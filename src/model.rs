use crate::error::AggregateError;
use chrono::NaiveDate;
use serde::{Deserialize, Serialize};

#[derive(Debug, Clone, PartialEq, Serialize, Deserialize)]
#[serde(rename_all = "camelCase")]
pub struct Village {
    pub id: String,
    pub name: String,
}

#[derive(Debug, Clone, PartialEq, Serialize, Deserialize)]
#[serde(rename_all = "camelCase")]
pub struct Group {
    pub id: String,
    pub village_id: String,
    pub name: String,
}

#[derive(Debug, Clone, PartialEq, Serialize, Deserialize)]
#[serde(rename_all = "camelCase")]
pub struct Category {
    pub id: i64,
    pub name: String,
}

#[derive(Debug, Clone, PartialEq, Serialize, Deserialize)]
#[serde(rename_all = "camelCase")]
pub struct MaterialCategory {
    pub id: i64,
    pub name: String,
}

#[derive(Debug, Clone, PartialEq, Serialize, Deserialize)]
#[serde(rename_all = "camelCase")]
pub struct Generus {
    pub id: String,
    pub group_id: String,
    pub category_id: i64,
    pub name: String,
    pub gender: String,
}

#[derive(Debug, Clone, Copy, PartialEq, Eq, PartialOrd, Ord, Hash, Serialize, Deserialize)]
#[serde(rename_all = "camelCase")]
pub struct Period {
    pub month: u32,
    pub year: i32,
}

impl Period {
    pub fn new(month: u32, year: i32) -> Result<Self, AggregateError> {
        if !(2000..=2100).contains(&year) || NaiveDate::from_ymd_opt(year, month, 1).is_none() {
            return Err(AggregateError::InvalidPeriod { month, year });
        }
        Ok(Self { month, year })
    }

    /// Accepts `YYYY-MM`.
    pub fn parse_key(raw: &str) -> Result<Self, AggregateError> {
        let invalid = AggregateError::InvalidPeriod { month: 0, year: 0 };
        let Some((y, m)) = raw.trim().split_once('-') else {
            return Err(invalid);
        };
        let year = y.parse::<i32>().map_err(|_| invalid.clone())?;
        let month = m.parse::<u32>().map_err(|_| invalid)?;
        Self::new(month, year)
    }

    pub fn key(&self) -> String {
        format!("{:04}-{:02}", self.year, self.month)
    }
}

/// One learner's attendance inside a recap. The name is frozen when the row is
/// entered so the recap stays accurate after roster edits.
#[derive(Debug, Clone, PartialEq, Serialize, Deserialize)]
#[serde(rename_all = "camelCase")]
pub struct StudentAttendanceRecord {
    pub student_id: String,
    pub name_snapshot: String,
    pub present_count: u32,
    pub permission_count: u32,
    pub absent_count: u32,
}

impl StudentAttendanceRecord {
    pub fn total(&self) -> u64 {
        u64::from(self.present_count) + u64::from(self.permission_count) + u64::from(self.absent_count)
    }
}

#[derive(Debug, Clone, Default, PartialEq, Serialize, Deserialize)]
#[serde(rename_all = "camelCase")]
pub struct AttendanceRawData {
    #[serde(default)]
    pub count_male: u32,
    #[serde(default)]
    pub count_female: u32,
    #[serde(default)]
    pub count_total: u32,
    #[serde(default, with = "attendance_map")]
    pub attendances: Vec<StudentAttendanceRecord>,
}

#[derive(Debug, Clone, PartialEq, Serialize, Deserialize)]
#[serde(rename_all = "camelCase")]
pub struct AttendanceRecap {
    pub id: String,
    pub group_id: String,
    pub category_id: i64,
    pub period_month: u32,
    pub period_year: i32,
    pub meeting_count: u32,
    pub generus_count: u32,
    pub raw_data: AttendanceRawData,
    pub present_amount: u32,
    pub present_percentage: f64,
    pub permission_amount: u32,
    pub permission_percentage: f64,
    pub absent_amount: u32,
    pub absent_percentage: f64,
}

#[derive(Debug, Clone, PartialEq, Serialize, Deserialize)]
#[serde(rename_all = "camelCase")]
pub struct StudentScore {
    pub student_id: String,
    pub name: String,
    pub score: f64,
}

#[derive(Debug, Clone, PartialEq, Serialize, Deserialize)]
#[serde(rename_all = "camelCase")]
pub struct EvaluationEntry {
    pub material_id: i64,
    pub material_name: String,
    pub material_category_id: i64,
    #[serde(default)]
    pub material_category_name: String,
    #[serde(default, with = "score_map")]
    pub scores: Vec<StudentScore>,
    #[serde(default)]
    pub evaluation_note: String,
    #[serde(default = "default_show_details")]
    pub show_details: bool,
}

fn default_show_details() -> bool {
    true
}

#[derive(Debug, Clone, PartialEq, Serialize, Deserialize)]
#[serde(rename_all = "camelCase")]
pub struct EvaluationRecap {
    pub id: String,
    pub group_id: String,
    pub category_id: i64,
    pub period_month: u32,
    pub period_year: i32,
    pub raw_data: Vec<EvaluationEntry>,
    pub challenges: Option<String>,
    pub solutions: Option<String>,
    pub notes: Option<String>,
    pub achievement: Option<String>,
}

#[derive(Debug, Clone, PartialEq, Serialize, Deserialize)]
#[serde(rename_all = "camelCase")]
pub struct ManualMaterialNote {
    pub material_id: i64,
    pub note: String,
}

#[derive(Debug, Clone, PartialEq, Serialize, Deserialize)]
#[serde(rename_all = "camelCase")]
pub struct AchievementNote {
    pub topic: String,
    pub text: String,
}

/// Legacy free-form report for one group/category/period, kept for groups that
/// never moved to structured recaps.
#[derive(Debug, Clone, PartialEq, Serialize, Deserialize)]
#[serde(rename_all = "camelCase")]
pub struct ManualKbmReport {
    pub id: String,
    pub group_id: String,
    pub category_id: i64,
    pub period_month: u32,
    pub period_year: i32,
    pub count_male: u32,
    pub count_female: u32,
    pub count_total: u32,
    pub present_percentage: f64,
    pub permission_percentage: f64,
    pub absent_percentage: f64,
    #[serde(with = "material_note_map")]
    pub raw_data: Vec<ManualMaterialNote>,
    pub achievements: Vec<AchievementNote>,
    pub program_success_info: Option<String>,
    pub challenges_info: Option<String>,
}

pub fn decode_manual_notes(text: &str) -> serde_json::Result<Vec<ManualMaterialNote>> {
    let mut de = serde_json::Deserializer::from_str(text);
    let notes = material_note_map::deserialize(&mut de)?;
    de.end()?;
    Ok(notes)
}

pub fn encode_manual_notes(notes: &[ManualMaterialNote]) -> serde_json::Result<String> {
    let value = material_note_map::serialize(notes, serde_json::value::Serializer)?;
    Ok(value.to_string())
}

/// Stored as `{ "<studentId>": { "name", "present", "permission", "absent" } }`.
/// Reading keeps document order; a repeated id replaces the earlier row in place.
mod attendance_map {
    use super::StudentAttendanceRecord;
    use serde::de::{MapAccess, Visitor};
    use serde::ser::SerializeMap;
    use serde::{Deserialize, Deserializer, Serialize, Serializer};
    use std::fmt;

    #[derive(Serialize, Deserialize)]
    struct Stored {
        #[serde(default)]
        name: String,
        #[serde(default)]
        present: u32,
        #[serde(default)]
        permission: u32,
        #[serde(default)]
        absent: u32,
    }

    pub fn serialize<S: Serializer>(
        records: &[StudentAttendanceRecord],
        serializer: S,
    ) -> Result<S::Ok, S::Error> {
        let mut map = serializer.serialize_map(Some(records.len()))?;
        for r in records {
            map.serialize_entry(
                &r.student_id,
                &Stored {
                    name: r.name_snapshot.clone(),
                    present: r.present_count,
                    permission: r.permission_count,
                    absent: r.absent_count,
                },
            )?;
        }
        map.end()
    }

    pub fn deserialize<'de, D: Deserializer<'de>>(
        deserializer: D,
    ) -> Result<Vec<StudentAttendanceRecord>, D::Error> {
        struct RecordsVisitor;

        impl<'de> Visitor<'de> for RecordsVisitor {
            type Value = Vec<StudentAttendanceRecord>;

            fn expecting(&self, f: &mut fmt::Formatter) -> fmt::Result {
                f.write_str("a map of student id to attendance counts")
            }

            fn visit_map<A: MapAccess<'de>>(self, mut access: A) -> Result<Self::Value, A::Error> {
                let mut out: Vec<StudentAttendanceRecord> = Vec::new();
                while let Some((student_id, s)) = access.next_entry::<String, Stored>()? {
                    let rec = StudentAttendanceRecord {
                        student_id,
                        name_snapshot: s.name,
                        present_count: s.present,
                        permission_count: s.permission,
                        absent_count: s.absent,
                    };
                    match out.iter_mut().find(|r| r.student_id == rec.student_id) {
                        Some(existing) => *existing = rec,
                        None => out.push(rec),
                    }
                }
                Ok(out)
            }
        }

        deserializer.deserialize_map(RecordsVisitor)
    }
}

/// Stored as `{ "<studentId>": { "name", "score" } }`.
mod score_map {
    use super::StudentScore;
    use serde::de::{MapAccess, Visitor};
    use serde::ser::SerializeMap;
    use serde::{Deserialize, Deserializer, Serialize, Serializer};
    use std::fmt;

    #[derive(Serialize, Deserialize)]
    struct Stored {
        #[serde(default)]
        name: String,
        #[serde(default)]
        score: f64,
    }

    pub fn serialize<S: Serializer>(scores: &[StudentScore], serializer: S) -> Result<S::Ok, S::Error> {
        let mut map = serializer.serialize_map(Some(scores.len()))?;
        for s in scores {
            map.serialize_entry(
                &s.student_id,
                &Stored {
                    name: s.name.clone(),
                    score: s.score,
                },
            )?;
        }
        map.end()
    }

    pub fn deserialize<'de, D: Deserializer<'de>>(
        deserializer: D,
    ) -> Result<Vec<StudentScore>, D::Error> {
        struct ScoresVisitor;

        impl<'de> Visitor<'de> for ScoresVisitor {
            type Value = Vec<StudentScore>;

            fn expecting(&self, f: &mut fmt::Formatter) -> fmt::Result {
                f.write_str("a map of student id to score")
            }

            fn visit_map<A: MapAccess<'de>>(self, mut access: A) -> Result<Self::Value, A::Error> {
                let mut out: Vec<StudentScore> = Vec::new();
                while let Some((student_id, s)) = access.next_entry::<String, Stored>()? {
                    let score = StudentScore {
                        student_id,
                        name: s.name,
                        score: s.score,
                    };
                    match out.iter_mut().find(|x| x.student_id == score.student_id) {
                        Some(existing) => *existing = score,
                        None => out.push(score),
                    }
                }
                Ok(out)
            }
        }

        deserializer.deserialize_map(ScoresVisitor)
    }
}

/// Legacy manual reports keep notes as `{ "<materialId>": "note" }`.
mod material_note_map {
    use super::ManualMaterialNote;
    use serde::de::{Error as _, MapAccess, Visitor};
    use serde::ser::SerializeMap;
    use serde::{Deserializer, Serializer};
    use std::fmt;

    pub fn serialize<S: Serializer>(
        notes: &[ManualMaterialNote],
        serializer: S,
    ) -> Result<S::Ok, S::Error> {
        let mut map = serializer.serialize_map(Some(notes.len()))?;
        for n in notes {
            map.serialize_entry(&n.material_id.to_string(), &n.note)?;
        }
        map.end()
    }

    pub fn deserialize<'de, D: Deserializer<'de>>(
        deserializer: D,
    ) -> Result<Vec<ManualMaterialNote>, D::Error> {
        struct NotesVisitor;

        impl<'de> Visitor<'de> for NotesVisitor {
            type Value = Vec<ManualMaterialNote>;

            fn expecting(&self, f: &mut fmt::Formatter) -> fmt::Result {
                f.write_str("a map of material id to note")
            }

            fn visit_map<A: MapAccess<'de>>(self, mut access: A) -> Result<Self::Value, A::Error> {
                let mut out: Vec<ManualMaterialNote> = Vec::new();
                while let Some((key, note)) = access.next_entry::<String, String>()? {
                    let material_id = key
                        .trim()
                        .parse::<i64>()
                        .map_err(|_| A::Error::custom(format!("bad material id: {}", key)))?;
                    match out.iter_mut().find(|n| n.material_id == material_id) {
                        Some(existing) => existing.note = note,
                        None => out.push(ManualMaterialNote { material_id, note }),
                    }
                }
                Ok(out)
            }
        }

        deserializer.deserialize_map(NotesVisitor)
    }
}

#[cfg(test)]
mod tests {
    use super::*;

    #[test]
    fn attendance_map_keeps_document_order() {
        let text = r#"{
            "countMale": 1,
            "countFemale": 1,
            "countTotal": 2,
            "attendances": {
                "s-9": { "name": "Zaki", "present": 3, "permission": 1, "absent": 0 },
                "s-1": { "name": "Aisyah", "present": 4, "permission": 0, "absent": 0 }
            }
        }"#;
        let raw: AttendanceRawData = serde_json::from_str(text).expect("parse raw data");
        assert_eq!(raw.attendances.len(), 2);
        assert_eq!(raw.attendances[0].student_id, "s-9");
        assert_eq!(raw.attendances[0].name_snapshot, "Zaki");
        assert_eq!(raw.attendances[1].present_count, 4);

        let back = serde_json::to_value(&raw).expect("serialize");
        assert_eq!(back["attendances"]["s-1"]["name"], "Aisyah");
    }

    #[test]
    fn manual_notes_round_trip_through_keyed_map() {
        let notes = decode_manual_notes(r#"{ "12": "tajwid basics", "3": "wudhu" }"#)
            .expect("decode notes");
        assert_eq!(notes[0].material_id, 12);
        assert_eq!(notes[1].note, "wudhu");
        let text = encode_manual_notes(&notes).expect("encode notes");
        assert!(text.contains("\"12\":\"tajwid basics\""));
        assert!(decode_manual_notes(r#"{ "abc": "note" }"#).is_err());
    }

    #[test]
    fn period_validation() {
        assert!(Period::new(13, 2024).is_err());
        assert!(Period::new(0, 2024).is_err());
        assert!(Period::new(5, 1999).is_err());
        let p = Period::parse_key("2024-05").expect("parse key");
        assert_eq!(p, Period { month: 5, year: 2024 });
        assert_eq!(p.key(), "2024-05");
        assert!(Period::parse_key("May 2024").is_err());
    }
}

## Exercise goal
Copy out, from the listing above, every line that contains the word "wudhu".

## Finished exercise
        let notes = decode_manual_notes(r#"{ "12": "tajwid basics", "3": "wudhu" }"#)
        assert_eq!(notes[1].note, "wudhu");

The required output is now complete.